Si Butler está en lo cierto al afirmar que cada caso normativo está sombreado por su propio fracaso, y de cuando en cuando este fracaso adopta una forma figural, estar “enmarcado” puede significar ser objeto de una artimaña o ser incriminado falsa o fraudelentamente con pruebas inventadas (como evaluaciones) que, al final, acaban “demostrando” la culpabilidad del sujeto. Así actúa de hecho la razón evaluadora y su obsesión por incluir –y reducir– a cada alteridad en su marco. Pero el marco nunca determina del todo eso que percibimos, pensamos, reconocemos y aprendemos: “algo excede al marco que perturba nuestro sentido de la realidad; o, dicho con otras palabras, algo ocurre que no se conforma con nuestra establecida comprensión de las cosas” (Butler 2010: 24).
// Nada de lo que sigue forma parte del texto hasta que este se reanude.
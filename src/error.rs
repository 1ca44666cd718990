use crate::VehicleKind;

/// Reasons why an emission cannot be computed.
/// No partial result is ever returned alongside any of these.
#[derive(Debug, Clone, PartialEq)]
pub enum Error {
    /// The distance is zero, negative, not finite or outside of the configured bounds
    InvalidDistance(f64),
    /// The frequency is zero or outside of the configured bounds
    InvalidFrequency(u32),
    /// The vehicle is not known, or has no entry in the emission factor table
    UnknownVehicleKind(String),
    /// An emission factor is negative or not finite
    InvalidEmissionFactor { vehicle: VehicleKind, value: f64 },
    /// Impact thresholds must be finite, non-negative and strictly increasing
    InvalidThresholds(Vec<f64>),
    /// Bounds or equivalent constants that cannot produce a finite result
    InvalidConfiguration(String),
    /// The emissions of a valid trip overflow the range of finite numbers
    NonFiniteResult,
    /// The distance between two addresses could not be obtained
    DistanceLookupFailed(String),
}

impl std::error::Error for Error {}

impl std::fmt::Display for Error {
    fn fmt(&self, f: &mut std::fmt::Formatter<'_>) -> std::fmt::Result {
        match self {
            Self::InvalidDistance(distance) => write!(f, "invalid distance: {distance} km"),
            Self::InvalidFrequency(frequency) => write!(f, "invalid frequency: {frequency}"),
            Self::UnknownVehicleKind(name) => write!(f, "unknown vehicle kind \"{name}\""),
            Self::InvalidEmissionFactor { vehicle, value } => {
                write!(f, "invalid emission factor for {vehicle}: {value} g/km")
            }
            Self::InvalidThresholds(bounds) => write!(f, "invalid impact thresholds: {bounds:?}"),
            Self::InvalidConfiguration(reason) => write!(f, "invalid configuration: {reason}"),
            Self::NonFiniteResult => f.write_str("emissions are too large to be computed"),
            Self::DistanceLookupFailed(reason) => write!(f, "distance lookup failed: {reason}"),
        }
    }
}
Siguiendo este planteo, lo que “se escapa de las manos” es, precisamente lo que rompe con el contexto que enmarca el acontecimiento, como a una terceridad que incomoda todo marco binario le acompaña la alteridad que anuda lo Real, lo imaginario y lo simbólico en todo planteo educativo.
Una vez que empezamos a pensar críticamente sobre los esquemas de evaluación y comparación de sujetos, más se dificulta re-abordar una política del juicio y de la evaluación aun viviendo en una época cuyo mandato socio-educativo pareciera ser sólo y siempre juzgar.
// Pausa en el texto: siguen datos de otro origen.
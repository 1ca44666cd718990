/// A group of suggestions to reduce one's carbon footprint
#[derive(Debug, Clone, Copy, PartialEq, Eq)]
pub struct TipCategory {
    pub category: &'static str,
    pub tips: &'static [&'static str],
}

pub static SUSTAINABILITY_TIPS: [TipCategory; 3] = [
    TipCategory {
        category: "Transport",
        tips: &[
            "🚴 Cycle for distances up to 5 km",
            "🚌 Prefer buses, subways or shared transport",
            "🚗 If you drive, share the ride",
            "🛴 Use scooters or skates for short trips",
            "✈️ Avoid unnecessary flights (1 flight = ~200 kg CO2)",
        ],
    },
    TipCategory {
        category: "Daily routine",
        tips: &[
            "🏢 Work remotely 2-3 days per week",
            "📞 Use video calls instead of travelling",
            "📦 Combine errands in a single trip",
            "🕐 Leave 15 minutes earlier to avoid rushing",
            "🏃 Walk to nearby places",
        ],
    },
    TipCategory {
        category: "Planning",
        tips: &[
            "🗺️ Combine multiple destinations in one trip",
            "📅 Group meetings in the same week",
            "🔄 Choose more efficient routes",
            "🚴 Alternate between means of transport",
            "⏰ Travel outside of rush hours",
        ],
    },
];

pub static FACTS: [&str; 5] = [
    "The concentration of CO2 in the atmosphere reached a record 421 ppm in 2023",
    "Transport is responsible for ~27% of global greenhouse gas emissions",
    "Personal cars produce 41% of the emissions of the transport sector",
    "Public transport reduces emissions by up to 75% compared to driving",
    "A tree absorbs on average 21.77 kg of CO2 per year",
];

/// Average CO2 emissions per person per year, in tonnes
#[derive(Debug, Clone, Copy, PartialEq)]
pub struct PerCapitaEmissions {
    pub world: f64,
    pub brazil: f64,
    pub developed_countries: f64,
}

pub static PER_CAPITA_T_PER_YEAR: PerCapitaEmissions = PerCapitaEmissions {
    world: 4.5,
    brazil: 2.3,
    developed_countries: 10.0,
};

/// A UN Sustainable Development Goal related to commuting emissions
#[derive(Debug, Clone, Copy, PartialEq, Eq)]
pub struct SustainabilityGoal {
    pub number: u8,
    pub title: &'static str,
    pub target: &'static str,
}

pub static SUSTAINABILITY_GOALS: [SustainabilityGoal; 3] = [
    SustainabilityGoal {
        number: 13,
        title: "Climate Action",
        target: "Limit global warming to 1.5°C, cutting CO2 emissions by 50% until 2030",
    },
    SustainabilityGoal {
        number: 11,
        title: "Sustainable Cities and Communities",
        target: "Safe, sustainable and accessible transport",
    },
    SustainabilityGoal {
        number: 12,
        title: "Responsible Consumption and Production",
        target: "Reduce greenhouse gas emissions",
    },
];

/// A source of the emission factors and equivalents
#[derive(Debug, Clone, Copy, PartialEq, Eq)]
pub struct Reference {
    pub title: &'static str,
    pub author: &'static str,
    pub url: &'static str,
}

pub static REFERENCES: [Reference; 4] = [
    Reference {
        title: "Greenhouse Gas Emissions from a Typical Passenger Vehicle",
        author: "EPA (Environmental Protection Agency)",
        url: "https://www.epa.gov/greenvehicles/greenhouse-gas-emissions-typical-passenger-vehicle",
    },
    Reference {
        title: "Carbon Footprint of Different Modes of Transport",
        author: "European Environment Agency",
        url: "https://www.eea.europa.eu/",
    },
    Reference {
        title: "Life Cycle Assessment of Transport",
        author: "International Energy Agency (IEA)",
        url: "https://www.iea.org/",
    },
    Reference {
        title: "How much carbon dioxide does it take to offset a tree?",
        author: "Carbon Trust",
        url: "https://www.carbontrust.com/",
    },
];

/// The name of well-known trip frequencies (e.g. `30` is monthly)
pub fn frequency_label(frequency: u32) -> Option<&'static str> {
    match frequency {
        1 => Some("Once"),
        7 => Some("Weekly"),
        30 => Some("Monthly"),
        365 => Some("Yearly"),
        _ => None,
    }
}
Porque el reconocimiento ético va de la mano con postular una igualdad radical o aprender la igualdad en medio de nuestra fragilidad constitutiva. Así, cuando el mero re-conocer induce a valorar un sujeto a expensas del otro o hacer del otro un mero objeto a devaluar (porque toda evaluación del otro es una devaluación de su alteridad), el reconocimiento ético deviene un acto educativo cuando cede a los lazos que nos atan y desatan, registran y exigen la igualdad afectivamente. Es, incluso, un modo de re-existencia pedagógica, especialmente cuando rechaza y rompe los marcos mediante los cuales se forja la razón evaluadora una y otra vez.
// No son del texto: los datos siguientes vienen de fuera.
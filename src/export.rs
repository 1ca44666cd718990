use std::error::Error;

use serde::{Deserialize, Serialize};

use crate::{BlobStorageProvider, EmissionResult, TripInput, VehicleKind};

/// A snapshot of a computed commute, as exported to JSON
#[derive(Debug, Clone, PartialEq, Serialize, Deserialize)]
pub struct ExportRecord {
    pub start_address: String,
    pub end_address: String,
    /// distance of one trip in km
    pub distance: f64,
    pub vehicle: VehicleKind,
    pub frequency: u32,
    pub total_co2_kg: f64,
    pub per_trip_co2_kg: f64,
    pub per_km_co2_g: f64,
    pub trees_needed: u64,
    pub car_equivalent_km: f64,
    pub flight_equivalent_km: f64,
    #[serde(with = "time::serde::rfc3339")]
    pub timestamp: time::OffsetDateTime,
}

impl ExportRecord {
    pub fn new(
        start_address: &str,
        end_address: &str,
        input: &TripInput,
        result: &EmissionResult,
        timestamp: time::OffsetDateTime,
    ) -> Self {
        Self {
            start_address: start_address.to_string(),
            end_address: end_address.to_string(),
            distance: input.distance,
            vehicle: input.vehicle,
            frequency: input.frequency,
            total_co2_kg: result.total_kg,
            per_trip_co2_kg: result.per_trip_kg,
            per_km_co2_g: result.per_km_grams,
            trees_needed: result.trees_needed,
            car_equivalent_km: result.car_equivalent_km,
            flight_equivalent_km: result.flight_equivalent_km,
            timestamp,
        }
    }

    /// Pretty-printed JSON of this record
    pub fn to_json(&self) -> Result<String, serde_json::Error> {
        serde_json::to_string_pretty(self)
    }

    /// The name of the exported file, `co2-calc-{unix millis}.json`
    pub fn file_name(&self) -> String {
        let millis = self.timestamp.unix_timestamp_nanos() / 1_000_000;
        format!("co2-calc-{millis}.json")
    }
}

/// Writes `record` as JSON to the blob [`ExportRecord::file_name`] inside `directory`.
/// Returns the name of the written blob.
/// # Error
/// Errors if the record cannot be serialized or `provider` fails to write it
pub async fn write(
    record: &ExportRecord,
    directory: &str,
    provider: &dyn BlobStorageProvider,
) -> Result<String, Box<dyn Error>> {
    let contents = record.to_json()?;
    let blob_name = match directory.trim_end_matches('/') {
        "" => record.file_name(),
        directory => format!("{directory}/{}", record.file_name()),
    };
    provider.put(&blob_name, contents.into_bytes()).await?;
    log::info!("Results exported to {blob_name}");
    Ok(blob_name)
}

#[cfg(test)]
mod test {
    use super::*;
    use crate::{compute_emission, EmissionFactorTable, EquivalentConstants, LocalDisk};
    use time::macros::datetime;

    fn record() -> ExportRecord {
        let input = TripInput {
            distance: 2.5,
            vehicle: VehicleKind::Car,
            frequency: 22,
        };
        let result = compute_emission(
            &input,
            &EmissionFactorTable::default(),
            &EquivalentConstants::default(),
        )
        .unwrap();
        ExportRecord::new(
            "Av. Paulista, 1000, São Paulo, SP",
            "Rua Oscar Freire, São Paulo, SP",
            &input,
            &result,
            datetime!(2023-10-19 12:30:00 UTC),
        )
    }

    #[test]
    fn json_fields() {
        let json = record().to_json().unwrap();
        let value: serde_json::Value = serde_json::from_str(&json).unwrap();
        assert_eq!(value["vehicle"], "car");
        assert_eq!(value["frequency"], 22);
        assert_eq!(value["distance"], 2.5);
        assert_eq!(value["trees_needed"], 1);
        assert_eq!(value["per_km_co2_g"], 192.0);
        assert_eq!(value["timestamp"], "2023-10-19T12:30:00Z");
        assert_eq!(value.as_object().unwrap().len(), 12);
    }

    #[test]
    fn file_name() {
        assert_eq!(record().file_name(), "co2-calc-1697718600000.json");
    }

    #[derive(Default)]
    struct Memory(std::sync::Mutex<std::collections::HashMap<String, Vec<u8>>>);

    #[async_trait::async_trait]
    impl BlobStorageProvider for Memory {
        async fn maybe_get(&self, blob_name: &str) -> Result<Option<Vec<u8>>, std::io::Error> {
            Ok(self.0.lock().unwrap().get(blob_name).cloned())
        }

        async fn put(&self, blob_name: &str, contents: Vec<u8>) -> Result<(), std::io::Error> {
            self.0.lock().unwrap().insert(blob_name.to_string(), contents);
            Ok(())
        }
    }

    #[tokio::test]
    async fn writes_blob() {
        let provider = Memory::default();
        let record = record();

        let name = write(&record, "exports/", &provider).await.unwrap();
        assert_eq!(name, "exports/co2-calc-1697718600000.json");
        let contents = provider.maybe_get(&name).await.unwrap().unwrap();
        assert_eq!(contents, record.to_json().unwrap().into_bytes());

        let name = write(&record, "", &provider).await.unwrap();
        assert_eq!(name, "co2-calc-1697718600000.json");
    }

    #[tokio::test]
    async fn writes_to_disk() {
        let nanos = time::OffsetDateTime::now_utc().unix_timestamp_nanos();
        let directory = std::env::temp_dir()
            .join(format!("co2calc-export-{}-{nanos}", std::process::id()));
        let directory = directory.to_str().unwrap();
        let record = record();

        let name = write(&record, directory, &LocalDisk).await.unwrap();
        assert_eq!(
            LocalDisk.maybe_get(&name).await.unwrap(),
            Some(record.to_json().unwrap().into_bytes())
        );
        std::fs::remove_dir_all(directory).unwrap();
    }
}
Postular una igualdad radical, que implica también deshacerse o al menos eludir las lógicas (d)evaluativas de la alteridad, nos involucra entonces en un verdadero acto educativo. Abrevando en la noción lacaniana de acto psicoanalítico8 que toca la dimensión de algún Real imposible (como podría ser la educación, recordemos lo que decía Freud sobre ella reconociéndola como una de las tareas imposibles), podríamos concebir al acto educativo como un gesto ético-pedagógico que subvierte el principio estructurante de su propio campo de (im)posibilidades. Es decir, junto con el antecedente del mero intento de “resolver una variedad de problemas parciales” dentro del campo pedagógico, un acto educativo redefine los contornos mismos de lo que es posible y, por ello, parece ser imposible dentro del universo simbólico dado pero cambia sus condiciones de manera que crea retroactivamente las condiciones de su propia posibilidad (Žižek 2011: 132). En efecto, no ocurre dentro del horizonte dado de lo que parece ser posible, sino que da pie a experienciar de cuerpo presente aquel señalamiento de un mudo Lacan que igual decía: lo imposible sucede. Si el mundo pedagógico de lo posible devino en la fábula desigualitaria que hoy nos tiene a todas y todos en estado de “evaluación permanente”, habrá que recurrir al clásico dicho y repetir –no sin diferencias–: ¡seamos realistas, hagamos lo imposible!